I hadn’t heard of Ian McEwan until I decided to read Atonement for the Guardian challenge, and I wasn’t sure what to expect.
The arrival of her brother Leon has the over-imaginative Briony Tallis in a tizzy, and when she witnesses some intimate exchanges between her sister Cecilia and the gardener’s son Robbie Turner, she assumes that he is an oversexed monster. So when her cousin Lola is raped later that night, she accuses Robbie of the crime, resulting in his being sent to prison. Three years later, we meet Robbie at the warfront, wounded but desperate to return to Cecilia, and Briony who regrets her false accusations and wants to atone for them.
To tell you the truth, I found the first half of the book, set in the Tallis household, tedious. I did not care for any of the characters, the prose was long-winding at times, and I found it difficult to get through. I was totally disgusted by Briony, though; the vindictiveness she showed in relying on inaccuracies of her mind to send the innocent Robbie to prison was shocking.

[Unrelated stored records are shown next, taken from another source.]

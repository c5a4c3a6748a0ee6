//! Loading and saving applications.
//!
//! The event store is the source of truth: an application is loaded by
//! replaying its stream and saved by appending its pending events under an
//! expected version. Events that were appended are then published to the
//! event bus for the projectors.

use crate::aggregate::Application;
use crate::error::ApplicationError;
use filplus_core::event::{RecordedEvent, SerializedEvent};
use filplus_core::event_bus::EventBus;
use filplus_core::event_store::{EventStore, ExpectedVersion};
use filplus_core::stream::StreamId;
use filplus_runtime::retry::{RetryPolicy, retry_with_backoff};
use std::sync::Arc;

/// Event-sourced storage for [`Application`].
#[derive(Clone)]
pub struct ApplicationRepository {
    store: Arc<dyn EventStore>,
    bus: Arc<dyn EventBus>,
    topic: String,
    publish_retry: RetryPolicy,
}

impl ApplicationRepository {
    /// Create a repository appending to `store` and publishing to `topic` on `bus`.
    #[must_use]
    pub fn new(store: Arc<dyn EventStore>, bus: Arc<dyn EventBus>, topic: impl Into<String>) -> Self {
        Self {
            store,
            bus,
            topic: topic.into(),
            publish_retry: RetryPolicy::default(),
        }
    }

    /// Retry policy for publishing appended events.
    #[must_use]
    pub fn with_publish_retry(mut self, policy: RetryPolicy) -> Self {
        self.publish_retry = policy;
        self
    }

    /// Topic appended events are published to.
    #[must_use]
    pub fn topic(&self) -> &str {
        &self.topic
    }

    /// Replay the application's full stream.
    ///
    /// # Errors
    ///
    /// - `NotFound` when the stream has no events
    /// - `Storage` when the store fails
    /// - `Corrupted` when an event cannot be decoded
    pub async fn get_by_id(&self, id: &str) -> Result<Application, ApplicationError> {
        self.load(id)
            .await?
            .ok_or_else(|| ApplicationError::NotFound(id.to_owned()))
    }

    /// Like [`Self::get_by_id`], but absence is `Ok(None)`.
    ///
    /// # Errors
    ///
    /// `Storage` when the store fails, `Corrupted` when an event cannot be decoded.
    pub async fn load(&self, id: &str) -> Result<Option<Application>, ApplicationError> {
        let history = self.load_events(id).await?;
        if history.is_empty() {
            return Ok(None);
        }
        Application::from_history(id, &history).map(Some)
    }

    /// The application's raw stream, in sequence order.
    ///
    /// # Errors
    ///
    /// `Storage` when the store fails.
    pub async fn load_events(&self, id: &str) -> Result<Vec<RecordedEvent>, ApplicationError> {
        Ok(self.store.load_events(StreamId::new(id), None).await?)
    }

    /// Append the application's pending events and publish them.
    ///
    /// [`ExpectedVersion::Unchecked`] skips the concurrency check and is only
    /// sound on call paths with a single writer for the stream.
    ///
    /// A publish failure does not undo the append: it is logged and the
    /// remaining events of the batch are not published. The dispatcher reads
    /// them back from the store when the stream's next event arrives; until
    /// then (or a read-model rebuild) the document lags.
    ///
    /// # Errors
    ///
    /// - `ConcurrencyConflict` when the stream moved past `expected`; nothing
    ///   is appended and the pending events are kept
    /// - `Storage` when the store fails
    /// - `Corrupted` when an event cannot be encoded
    pub async fn save(
        &self,
        application: &mut Application,
        expected: ExpectedVersion,
    ) -> Result<Vec<RecordedEvent>, ApplicationError> {
        if application.uncommitted_events().is_empty() {
            return Ok(Vec::new());
        }

        let batch = application
            .uncommitted_events()
            .iter()
            .map(|pending| {
                SerializedEvent::from_event(&pending.event, None, pending.occurred_at)
                    .map_err(|e| ApplicationError::Corrupted(e.to_string()))
            })
            .collect::<Result<Vec<_>, _>>()?;

        let stream_id = StreamId::new(application.id());
        let recorded = match self.store.append_events(stream_id, expected, batch).await {
            Ok(recorded) => recorded,
            Err(error) => {
                tracing::warn!(
                    application_id = %application.id(),
                    error = %error,
                    "failed to append application events"
                );
                return Err(error.into());
            }
        };

        application.take_uncommitted();
        if let Some(last) = recorded.last() {
            application.mark_committed(last.sequence);
        }
        tracing::info!(
            application_id = %application.id(),
            events = recorded.len(),
            version = %application.version(),
            "saved application events"
        );

        self.publish(&recorded).await;
        Ok(recorded)
    }

    async fn publish(&self, recorded: &[RecordedEvent]) {
        for event in recorded {
            let published = retry_with_backoff(&self.publish_retry, || self.bus.publish(&self.topic, event)).await;
            if let Err(error) = published {
                tracing::error!(
                    application_id = %event.stream_id,
                    event_type = %event.event_type,
                    sequence = %event.sequence,
                    error = %error,
                    "failed to publish event, read model lags until the stream moves again"
                );
                return;
            }
            tracing::debug!(
                application_id = %event.stream_id,
                event_type = %event.event_type,
                sequence = %event.sequence,
                "published event"
            );
        }
    }
}

impl std::fmt::Debug for ApplicationRepository {
    fn fmt(&self, f: &mut std::fmt::Formatter<'_>) -> std::fmt::Result {
        f.debug_struct("ApplicationRepository")
            .field("topic", &self.topic)
            .field("publish_retry", &self.publish_retry)
            .finish_non_exhaustive()
    }
}

#[cfg(test)]
#[allow(clippy::unwrap_used)]
mod tests {
    use super::*;
    use crate::aggregate::KycOutcome;
    use crate::types::{AllocationRequest, ApplicantInfo, ApplicationStatus};
    use chrono::{DateTime, Utc};
    use filplus_core::stream::Version;
    use filplus_testing::{InMemoryEventBus, InMemoryEventStore};
    use std::time::Duration;

    fn at() -> DateTime<Utc> {
        DateTime::<Utc>::from_timestamp(1_735_689_600, 0).unwrap()
    }

    fn repository(store: &InMemoryEventStore, bus: &InMemoryEventBus) -> ApplicationRepository {
        ApplicationRepository::new(Arc::new(store.clone()), Arc::new(bus.clone()), "application-events")
            .with_publish_retry(
                RetryPolicy::builder()
                    .max_retries(1)
                    .initial_delay(Duration::from_millis(1))
                    .build(),
            )
    }

    fn new_application(id: &str) -> Application {
        let mut app = Application::new(id);
        app.create(1, ApplicantInfo::default(), AllocationRequest::default(), at())
            .unwrap();
        app
    }

    #[tokio::test]
    async fn missing_application_is_not_found() {
        let repo = repository(&InMemoryEventStore::new(), &InMemoryEventBus::new());
        assert_eq!(
            repo.get_by_id("nope").await,
            Err(ApplicationError::NotFound("nope".into()))
        );
        assert_eq!(repo.load("nope").await, Ok(None));
    }

    #[tokio::test]
    async fn save_appends_publishes_and_reloads() {
        let store = InMemoryEventStore::new();
        let bus = InMemoryEventBus::new();
        let repo = repository(&store, &bus);

        let mut app = new_application("app-1");
        app.record_kyc(KycOutcome::Approved, at()).unwrap();
        let recorded = repo
            .save(&mut app, ExpectedVersion::Exact(Version::INITIAL))
            .await
            .unwrap();

        assert_eq!(recorded.len(), 2);
        assert_eq!(app.version(), Version::new(2));
        assert!(app.uncommitted_events().is_empty());
        assert_eq!(bus.published("application-events").await.len(), 2);

        let loaded = repo.get_by_id("app-1").await.unwrap();
        assert_eq!(loaded.status(), ApplicationStatus::GovernanceReviewPhase);
        assert_eq!(loaded.version(), Version::new(2));
    }

    #[tokio::test]
    async fn stale_save_conflicts_and_keeps_pending_events() {
        let store = InMemoryEventStore::new();
        let bus = InMemoryEventBus::new();
        let repo = repository(&store, &bus);

        let mut first = new_application("app-1");
        repo.save(&mut first, ExpectedVersion::Exact(Version::INITIAL))
            .await
            .unwrap();

        let mut stale = new_application("app-1");
        let result = repo
            .save(&mut stale, ExpectedVersion::Exact(Version::INITIAL))
            .await;

        assert!(matches!(
            result,
            Err(ApplicationError::ConcurrencyConflict {
                expected: 0,
                actual: 1,
                ..
            })
        ));
        assert_eq!(stale.uncommitted_events().len(), 1);
        assert_eq!(store.event_count().await, 1);
    }

    #[tokio::test]
    async fn publish_failure_does_not_fail_the_save() {
        let store = InMemoryEventStore::new();
        let bus = InMemoryEventBus::new();
        let repo = repository(&store, &bus);
        bus.fail_next_publishes(10);

        let mut app = new_application("app-1");
        let recorded = repo
            .save(&mut app, ExpectedVersion::Exact(Version::INITIAL))
            .await
            .unwrap();

        assert_eq!(recorded.len(), 1);
        assert_eq!(store.event_count().await, 1);
        assert!(bus.published("application-events").await.is_empty());
    }

    #[tokio::test]
    async fn saving_nothing_is_a_no_op() {
        let store = InMemoryEventStore::new();
        let repo = repository(&store, &InMemoryEventBus::new());
        let mut app = Application::new("app-1");
        assert_eq!(repo.save(&mut app, ExpectedVersion::Unchecked).await, Ok(vec![]));
        assert_eq!(store.event_count().await, 0);
    }
}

But the book picked up in the second half. McEwan’s descriptions of the retreat were heartrending and evocative. I felt sympathy towards Robbie and his love for Cecilia, and his desperation to be reunited with her, which keeps him going despite his grievous injuries. Cecilia’s words “I’ll wait for you. Come back” are like a haunting refrain throughout the book. The war, and its effects on people, are also written about quite evocatively, and you feel for the soldiers. The ending was quite a surprise, and turned the story around. But honestly, I had a lot of trouble getting through the book; it was too wordy and long-winding for my taste, and I barely finished it. I actually appreciated it more after watching the movie; James McAvoy and Kiera Knightley pitched in with inspired performances.